Wow, welcome to all the new contributors!!
In terms of wave vs not a wave -
A transverse wave is motion of energy where the particles don't actually move in the direction of energy. It's why you can be floating in the ocean and have a wave come at you at 20mph, it lifts you up 6ft in the air and then brings you down before it continues on its way. The wave has moved forward but you, and the water you're in haven't...
A standing transverse wave is where the wave bounces back or two waves collide in a controlled space so they no longer exhibit a propagating wave. So, instead of the wave pushing you up and down while it moves forward, the waves cancel and now: you move up and down and there is nothing moving forward or backwards.
A longitudinal wave (like a sound wave) is one where the up/down wave action happens to be forward/backward instead.

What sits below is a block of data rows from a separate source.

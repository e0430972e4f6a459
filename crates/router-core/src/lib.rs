//! Surround Router Core - 5.1 input to stereo destination routing

pub mod audio;
pub mod config;
pub mod effect;
pub mod engine;
pub mod error;
pub mod routing;
pub mod types;

pub use error::{RouterError, RouterResult};
pub use routing::{LevelBroadcaster, Router, RouterSnapshot};
pub use types::*;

The particles still don't go anywhere in the end, only the wave actually goes. Locally, the particles move forward and backward due to the pressure that they feel as the wave passes them.
A standing longitudinal wave just has particles moving forward and backward without a propagating wave. If you've ever watched people making styrofoam balls dancing with sound.. That's what it is. In concept, this looks like what I want... The problem is that water is hard to compress and acoustic waves in water move very very fast. I went down this path for a few days - it may still be viable but out of scope for now.

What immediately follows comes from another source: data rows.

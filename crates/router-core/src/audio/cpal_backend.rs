//! CPAL audio backend implementation
//!
//! cpal is callback driven while the engine worker pulls and pushes whole
//! chunks, so every stream is bridged through a lock-free SPSC ring:
//!
//! ```text
//!  ┌───────────────┐  push()  ┌──────────────┐  read_chunk()  ┌───────────────┐
//!  │ Input callback│─────────►│  input ring  │───────────────►│ Engine worker │
//!  │ (cpal thread) │          │ (6ch frames) │                │  (RT thread)  │
//!  └───────────────┘          └──────────────┘                └───────┬───────┘
//!                                                                     │ write_chunk()
//!                             ┌──────────────┐   pop()   ┌────────────▼──────┐
//!                             │Output callback│◄─────────│ destination ring  │
//!                             │ (cpal thread) │          │ (stereo frames)   │
//!                             └──────────────┘           └───────────────────┘
//! ```
//!
//! A cpal `Stream` is not `Send`, so each stream is built and kept alive by a
//! small owner thread that parks until the matching handle is dropped.

use std::thread::{self, JoinHandle};
use std::time::{Duration, Instant};

use cpal::traits::{DeviceTrait, StreamTrait};
use cpal::{
    BufferSize as CpalBufferSize, SampleFormat, SampleRate, Stream, StreamConfig,
    SupportedBufferSize,
};
use crossbeam::channel::{bounded, Sender};

use crate::types::{InputChunk, StereoSample, INPUT_CHANNELS};

use super::backend::{AudioBackend, AudioDevice, DeviceDirection, InputSource, OutputSink};
use super::config::{DeviceId, StreamSettings, INPUT_RING_CHUNKS, OUTPUT_RING_CHUNKS};
use super::device::{find_cpal_device, get_devices, supported_configs};
use super::error::{AudioError, AudioResult};

/// How long the worker sleeps between checks while waiting for input
const INPUT_POLL_INTERVAL: Duration = Duration::from_micros(250);

/// Audio backend using cpal on every host it can initialize
#[derive(Debug, Default, Clone, Copy)]
pub struct CpalBackend;

impl CpalBackend {
    pub fn new() -> Self {
        Self
    }
}

impl AudioBackend for CpalBackend {
    fn input_devices(&self) -> AudioResult<Vec<AudioDevice>> {
        get_devices(DeviceDirection::Input)
    }

    fn output_devices(&self) -> AudioResult<Vec<AudioDevice>> {
        get_devices(DeviceDirection::Output)
    }

    fn open_input(
        &self,
        id: &DeviceId,
        settings: &StreamSettings,
    ) -> AudioResult<Box<dyn InputSource>> {
        let capacity = settings.chunk_samples() * INPUT_RING_CHUNKS;
        let (producer, consumer) = rtrb::RingBuffer::<f32>::new(capacity);

        let device_id = id.clone();
        let stream_settings = *settings;
        let owner = StreamOwner::spawn(format!("router-in {}", id.name), move || {
            build_input_stream(&device_id, &stream_settings, producer)
        })?;

        log::info!(
            "Input stream open: {} ({} Hz, {} frames/chunk)",
            id,
            settings.sample_rate,
            settings.chunk_frames
        );

        Ok(Box::new(CpalInput {
            consumer,
            period: settings.chunk_period(),
            _owner: owner,
        }))
    }

    fn open_output(
        &self,
        id: &DeviceId,
        settings: &StreamSettings,
    ) -> AudioResult<Box<dyn OutputSink>> {
        let capacity = settings.chunk_frames * OUTPUT_RING_CHUNKS;
        let (producer, consumer) = rtrb::RingBuffer::<StereoSample>::new(capacity);

        let device_id = id.clone();
        let stream_settings = *settings;
        let owner = StreamOwner::spawn(format!("router-out {}", id.name), move || {
            build_output_stream(&device_id, &stream_settings, consumer)
        })?;

        log::info!(
            "Output stream open: {} ({} Hz, {} frames/chunk)",
            id,
            settings.sample_rate,
            settings.chunk_frames
        );

        Ok(Box::new(CpalOutput {
            producer,
            _owner: owner,
        }))
    }
}

/// Thread that owns one cpal stream for its whole lifetime
struct StreamOwner {
    shutdown: Option<Sender<()>>,
    thread: Option<JoinHandle<()>>,
}

impl StreamOwner {
    /// Build and start a stream on a dedicated thread
    ///
    /// Returns once the stream is playing, or with the build/play error.
    fn spawn<F>(name: String, build: F) -> AudioResult<Self>
    where
        F: FnOnce() -> AudioResult<Stream> + Send + 'static,
    {
        let (ready_tx, ready_rx) = bounded::<AudioResult<()>>(1);
        let (shutdown_tx, shutdown_rx) = bounded::<()>(0);

        let thread = thread::Builder::new()
            .name(name)
            .spawn(move || {
                let stream = match build().and_then(|stream| {
                    stream
                        .play()
                        .map_err(|e| AudioError::StreamPlayError(e.to_string()))?;
                    Ok(stream)
                }) {
                    Ok(stream) => stream,
                    Err(e) => {
                        let _ = ready_tx.send(Err(e));
                        return;
                    }
                };
                let _ = ready_tx.send(Ok(()));

                // Parks until the handle drops its sender
                let _ = shutdown_rx.recv();
                drop(stream);
            })
            .map_err(|e| AudioError::StreamThread(e.to_string()))?;

        let mut owner = Self {
            shutdown: Some(shutdown_tx),
            thread: Some(thread),
        };

        match ready_rx.recv() {
            Ok(Ok(())) => Ok(owner),
            Ok(Err(e)) => {
                owner.close();
                Err(e)
            }
            Err(_) => {
                owner.close();
                Err(AudioError::StreamThread("stream thread exited during open".to_string()))
            }
        }
    }

    fn close(&mut self) {
        self.shutdown.take();
        if let Some(thread) = self.thread.take() {
            if thread.join().is_err() {
                log::error!("Audio stream thread panicked");
            }
        }
    }
}

impl Drop for StreamOwner {
    fn drop(&mut self) {
        self.close();
    }
}

/// Input side of a session: drains 6-channel frames from the input ring
struct CpalInput {
    consumer: rtrb::Consumer<f32>,
    period: Duration,
    _owner: StreamOwner,
}

impl InputSource for CpalInput {
    fn read_chunk(&mut self, chunk: &mut InputChunk) -> AudioResult<()> {
        let needed = chunk.as_interleaved().len();
        let deadline = Instant::now() + self.period;

        loop {
            if self.consumer.slots() >= needed {
                let read = self
                    .consumer
                    .read_chunk(needed)
                    .map_err(|_| AudioError::Timeout)?;
                let (first, second) = read.as_slices();
                let out = chunk.as_interleaved_mut();
                out[..first.len()].copy_from_slice(first);
                out[first.len()..].copy_from_slice(second);
                read.commit_all();
                return Ok(());
            }
            if self.consumer.is_abandoned() {
                return Err(AudioError::Disconnected);
            }
            if Instant::now() >= deadline {
                return Err(AudioError::Timeout);
            }
            thread::sleep(INPUT_POLL_INTERVAL);
        }
    }
}

/// One destination's queue towards its output device
struct CpalOutput {
    producer: rtrb::Producer<StereoSample>,
    _owner: StreamOwner,
}

impl OutputSink for CpalOutput {
    fn write_chunk(&mut self, frames: &[StereoSample]) -> AudioResult<()> {
        if self.producer.is_abandoned() {
            return Err(AudioError::Disconnected);
        }
        let mut write = self
            .producer
            .write_chunk(frames.len())
            .map_err(|_| AudioError::BufferFull)?;
        let (first, second) = write.as_mut_slices();
        let split = first.len();
        first.copy_from_slice(&frames[..split]);
        second.copy_from_slice(&frames[split..]);
        write.commit_all();
        Ok(())
    }
}

/// Pick an f32 configuration with enough channels that supports the rate
///
/// Requests a fixed chunk-sized device buffer when the device allows it.
fn select_config(
    device: &cpal::Device,
    direction: DeviceDirection,
    settings: &StreamSettings,
) -> AudioResult<StreamConfig> {
    let configs = supported_configs(device, direction)?;
    if configs.is_empty() {
        return Err(AudioError::ConfigError(
            "No supported stream configurations".to_string(),
        ));
    }

    let required = settings.channels as u16;
    let rate = settings.sample_rate;

    let best = configs
        .iter()
        .filter(|c| c.channels() >= required)
        .filter(|c| rate >= c.min_sample_rate().0 && rate <= c.max_sample_rate().0)
        .filter(|c| c.sample_format() == SampleFormat::F32)
        .min_by_key(|c| c.channels())
        .ok_or_else(|| {
            let formats: Vec<String> = configs
                .iter()
                .map(|c| format!("{}ch {:?}", c.channels(), c.sample_format()))
                .collect();
            AudioError::UnsupportedFormat(format!(
                "need f32, >= {} channels at {} Hz; device offers {}",
                required,
                rate,
                formats.join(", ")
            ))
        })?;

    let frames = settings.chunk_frames as u32;
    let buffer_size = match best.buffer_size() {
        SupportedBufferSize::Range { min, max } if frames >= *min && frames <= *max => {
            CpalBufferSize::Fixed(frames)
        }
        SupportedBufferSize::Unknown => CpalBufferSize::Fixed(frames),
        SupportedBufferSize::Range { min, max } => {
            log::warn!(
                "Device buffer range {}..={} excludes {} frames, using device default",
                min,
                max,
                frames
            );
            CpalBufferSize::Default
        }
    };

    Ok(StreamConfig {
        channels: best.channels(),
        sample_rate: SampleRate(rate),
        buffer_size,
    })
}

fn build_input_stream(
    id: &DeviceId,
    settings: &StreamSettings,
    producer: rtrb::Producer<f32>,
) -> AudioResult<Stream> {
    let device = find_cpal_device(id, DeviceDirection::Input)?;
    let config = select_config(&device, DeviceDirection::Input, settings)?;
    let device_channels = config.channels as usize;
    let name = id.to_string();
    let mut producer = producer;

    device
        .build_input_stream(
            &config,
            move |data: &[f32], _info: &cpal::InputCallbackInfo| {
                for frame in data.chunks_exact(device_channels) {
                    // Overruns drop whole frames so channel alignment survives
                    if producer.slots() < INPUT_CHANNELS {
                        break;
                    }
                    for &sample in &frame[..INPUT_CHANNELS] {
                        let _ = producer.push(sample);
                    }
                }
            },
            move |err| {
                log::error!("Input stream error on {}: {}", name, err);
            },
            None,
        )
        .map_err(|e| AudioError::StreamBuildError(e.to_string()))
}

fn build_output_stream(
    id: &DeviceId,
    settings: &StreamSettings,
    consumer: rtrb::Consumer<StereoSample>,
) -> AudioResult<Stream> {
    let device = find_cpal_device(id, DeviceDirection::Output)?;
    let config = select_config(&device, DeviceDirection::Output, settings)?;
    let device_channels = config.channels as usize;
    let name = id.to_string();
    let mut consumer = consumer;

    device
        .build_output_stream(
            &config,
            move |data: &mut [f32], _info: &cpal::OutputCallbackInfo| {
                for frame in data.chunks_mut(device_channels) {
                    match consumer.pop() {
                        Ok(sample) => {
                            frame[0] = sample.left;
                            if device_channels > 1 {
                                frame[1] = sample.right;
                            }
                            for ch in frame.iter_mut().skip(2) {
                                *ch = 0.0;
                            }
                        }
                        Err(_) => {
                            // Worker behind or chunk dropped - play silence
                            frame.fill(0.0);
                        }
                    }
                }
            },
            move |err| {
                log::error!("Output stream error on {}: {}", name, err);
            },
            None,
        )
        .map_err(|e| AudioError::StreamBuildError(e.to_string()))
}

All these waves are just the beginning for a real water wave. In water that has an exposed top, a wave is neither transverse or longitudinal only. Basically, the parts of water pushing air are moving differently that water pushing water... This actually causes water to not just move up and down, or forward/backward. It makes the particles go in vertical circles of different sizes as you go up and down the wave's height... This results in a trochoidal wave...
http://hyperphysics.phy-astr.gsu.edu/hbase/waves/watwav2.html
So is an alternating flow the same as a wave? Take the gyre that Mike is working on. Different time scale but it's a circular flow that alternates. There's a wave that gets it started, but once it's running, the flow is just a loop. No up/down. No front/back. So I'd say it's not a wave until he reversed the flow. At that point, the wave is the result of acceleration/deceleration. The reverse flow in the end is also not a wave after it settles.
Keep the idea that a wave moves a lot forward but the particles only go up/down. A standing wave has no motion forward, you only have the particles going up/down.
So an alternating gyre (looping flow) is closest to what I'm trying to do.
Open vs. closed top... Because water is mostly incompressible, if it has no air to push out into, if you push it with a piston or pump in a closed loop sealed pipe, it will all go... Bulk flow. It you open it to air by drilling a hole, it will push out into the air instead. With an open tank, the water pushes up and makes a surface wave. This is why I seal the ducting n the back and use baffles to direct the flow forward with submerged outlets and inlets.
Another significance of the gyre concept is where the water goes when you pump it in. With my surge now, the water level rises by 1.5" before my weir end to end overflow brings it under control. In a gyre, the should be no net upward wave. The water being pumped in is also being pulled out.
So bulk flow isn't a wave. Making an alternating bulk flow that alternates without creating waves... That's the tricky part.